Questions tagged [avx512]

AVX512 is Intel's next generation of SIMD instructions that widens vectors to 512-bit, and adds new functionality (masking) and more vector registers.

AVX512 is a set of instruction set extensions for x86 that features 512-bit SIMD vectors.

Wikipedia's AVX-512 article is kept up to date with lists of the sub-extensions, and a handy table of which CPUs support which extensions: https://en.wikipedia.org/wiki/AVX-512#CPUs_with_AVX-512

Other resources:

Overview: Intrinsics for Intel® Advanced Vector Extensions 512 (Intel® AVX-512) Instructions
Slides from a talk by Kirill Yukhin, introducing the new features of AVX-512 like masking and embedded-rounding. (With Intel-syntax asm examples.) Includes some use-case examples like conflict-detection for histograms using gather/scatter.
x86 tag wiki for x86 performance info,
especially https://uops.info/ and https://agner.org/optimize/
sse tag wiki for guides to x86 SIMD in general.

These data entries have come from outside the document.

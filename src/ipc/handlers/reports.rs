use crate::db::{self, MarkKey};
use crate::grading::{
    average_grade_points, average_score, find_mark, format_grade_points, grade_and_comment,
    grade_label, parse_score, percentage_of, resolve_color, resolve_grade, scores_of, total_score,
    GradeBand, Mark, SchoolLevel,
};
use crate::ipc::error::ok;
use crate::ipc::handlers::setup::{load_settings, WorkspaceSettings};
use crate::ipc::helpers::{
    load_bands, param_i64, param_level, param_str, param_term, require_db, HandlerErr,
};
use crate::ipc::types::{AppState, Request};
use serde::Serialize;
use serde_json::json;

const DEFAULT_OUT_OF: f64 = 100.0;

#[derive(Debug, Clone, Serialize)]
#[serde(rename_all = "camelCase")]
struct ReportRow {
    subject_ref: String,
    mark_id: Option<String>,
    score: Option<f64>,
    percentage: Option<f64>,
    band: Option<GradeBand>,
    display: String,
    color: &'static str,
}

/// The value matched against bands: raw for secondary, percent of `out_of`
/// for primary.
fn band_score(level: SchoolLevel, score: Option<f64>, out_of: f64) -> Option<f64> {
    match level {
        SchoolLevel::Secondary => score,
        SchoolLevel::Primary => score.map(|s| percentage_of(s, out_of)),
    }
}

fn build_row(
    level: SchoolLevel,
    subject_ref: &str,
    mark: Option<&Mark>,
    out_of: f64,
    bands: &[GradeBand],
    settings: &WorkspaceSettings,
) -> ReportRow {
    let score = mark.and_then(|m| m.score);
    let lookup = band_score(level, score, out_of);
    let band = resolve_grade(lookup, bands);
    let display = match level {
        SchoolLevel::Primary => grade_and_comment(band, &settings.primary_missing_label),
        SchoolLevel::Secondary => grade_label(band, &settings.secondary_missing_label),
    };
    ReportRow {
        subject_ref: subject_ref.to_string(),
        mark_id: mark.map(|m| m.id.clone()),
        score,
        percentage: match level {
            SchoolLevel::Primary => lookup,
            SchoolLevel::Secondary => None,
        },
        band: band.cloned(),
        display,
        color: resolve_color(lookup, bands).as_str(),
    }
}

fn param_out_of(req: &Request) -> Result<f64, HandlerErr> {
    match req.params.get("outOf") {
        None | Some(serde_json::Value::Null) => Ok(DEFAULT_OUT_OF),
        Some(raw) => parse_score(raw)
            .filter(|v| *v >= 0.0)
            .ok_or_else(|| HandlerErr::bad_params("params.outOf must be a non-negative number")),
    }
}

fn student_total(state: &AppState, req: &Request) -> Result<serde_json::Value, HandlerErr> {
    let level = param_level(req)?;
    let student_ref = param_str(req, "studentRef")?;
    let term = param_term(req)?;
    let year = param_i64(req, "year")?;
    let conn = require_db(state)?;
    let marks = db::marks_for_student(conn, level, student_ref, &term, year)
        .map_err(HandlerErr::db_query)?;
    Ok(json!({ "total": total_score(scores_of(&marks)) }))
}

fn subject_total(state: &AppState, req: &Request) -> Result<serde_json::Value, HandlerErr> {
    let level = param_level(req)?;
    let term = param_term(req)?;
    let key = MarkKey {
        level,
        student_ref: param_str(req, "studentRef")?,
        subject_ref: param_str(req, "subjectRef")?,
        term: &term,
        year: param_i64(req, "year")?,
    };
    let conn = require_db(state)?;
    let marks = db::marks_for_subject(conn, &key).map_err(HandlerErr::db_query)?;
    Ok(json!({ "total": total_score(scores_of(&marks)) }))
}

fn student_summary(state: &AppState, req: &Request) -> Result<serde_json::Value, HandlerErr> {
    let level = param_level(req)?;
    let student_ref = param_str(req, "studentRef")?;
    let term = param_term(req)?;
    let year = param_i64(req, "year")?;
    let out_of = param_out_of(req)?;
    let settings = load_settings(state)?;
    let conn = require_db(state)?;
    let bands = load_bands(state, req, level)?;
    let marks = db::marks_for_student(conn, level, student_ref, &term, year)
        .map_err(HandlerErr::db_query)?;

    let rows: Vec<ReportRow> = match req.params.get("subjects").filter(|v| !v.is_null()) {
        Some(raw) => {
            let Some(subjects) = raw.as_array() else {
                return Err(HandlerErr::bad_params("params.subjects must be an array"));
            };
            let mut rows = Vec::with_capacity(subjects.len());
            for s in subjects {
                let Some(subject_ref) = s.as_str().map(str::trim).filter(|s| !s.is_empty()) else {
                    return Err(HandlerErr::bad_params("params.subjects must hold subject refs")
                        .with_details(json!({ "subject": s })));
                };
                let mark = find_mark(&marks, subject_ref);
                rows.push(build_row(level, subject_ref, mark, out_of, &bands, &settings));
            }
            rows
        }
        None => marks
            .iter()
            .map(|m| build_row(level, &m.subject_ref, Some(m), out_of, &bands, &settings))
            .collect(),
    };

    // Aggregates cover every recorded mark; `subjects` only shapes the rows.
    let scores: Vec<Option<f64>> = scores_of(&marks).collect();
    let lookups = scores.iter().map(|s| band_score(level, *s, out_of));
    let gpa = average_grade_points(lookups, &bands);

    Ok(json!({
        "level": level,
        "studentRef": student_ref,
        "term": term,
        "year": year,
        "rows": rows,
        "total": total_score(scores.iter().copied()),
        "average": average_score(scores.iter().copied()),
        "averagePoints": gpa,
        "averagePointsDisplay": format_grade_points(gpa),
    }))
}

pub fn try_handle(state: &mut AppState, req: &Request) -> Option<serde_json::Value> {
    let result = match req.method.as_str() {
        "reports.studentTotal" => student_total(state, req),
        "reports.subjectTotal" => subject_total(state, req),
        "reports.studentSummary" => student_summary(state, req),
        _ => return None,
    };
    Some(match result {
        Ok(v) => ok(&req.id, v),
        Err(e) => e.response(&req.id),
    })
}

AVX512 is broken into the sub-extensions including the following. While all AVX512 implementations are required to support AVX512-F, the rest are optional.

AVX512-F (Foundation)
AVX512-CD (Conflict Detection)
AVX512-ER (Exponential and Reciprocal)
AVX512-PF (Prefetch)
AVX512-BW (Byte and Word instructions)
AVX512-DQ (Double-word and quad-word instructions)
AVX512-VL (Vector Length)
AVX512-IFMA (52-bit Integer Multiply-Add)
AVX512-VBMI (Vector Byte-Manipulation)
AVX512-VPOPCNT (Vector Population Count)
AVX512-4FMAPS (4 x Fused Multiply-Add Single Precision)
AVX512-4VNNIW (4 x Neural Network Instructions)
AVX512-VBMI2 (Vector Byte-Manipulation 2)
AVX512-VNNI (Neural Network Instructions?)
AVX512-BITALG (Bit Algorithms)
AVX512-VAES (Vector AES Instructions)
AVX512-VGFI (Galois Field Arithmetic)
AVX512-VPCLMULQ (Vector Carry-less Multiply)

Supporting Processors:

Intel Xeon Phi Knights Landing: AVX512-(F, CD, ER, PF)
Intel Xeon Phi Knights Mill: AVX512-(F, CD, ER, PF, VPOPCNT, 4FMAPS, 4VNNIW)
Intel Skylake Xeon: AVX512-(F, CD, BW, DQ, VL)
Intel Cannonlake: AVX512-(F, CD, BW, DQ, VL, IFMA, VBMI)
Intel Ice Lake: AVX512-(F, CD, BW, DQ, VL, IFMA, VBMI, VPOPCNT, VBMI2, VNNI, BITALG, VAES, VGFI, VPCLMULQ)

Foundation (AVX512-F):

All implementations of AVX512 are required to support AVX512-F. AVX512-F expands AVX by doubling the size of the vector width to 512 bits and double the number of registers to 32. It also provides embedded masking by means of 8 opmask registers.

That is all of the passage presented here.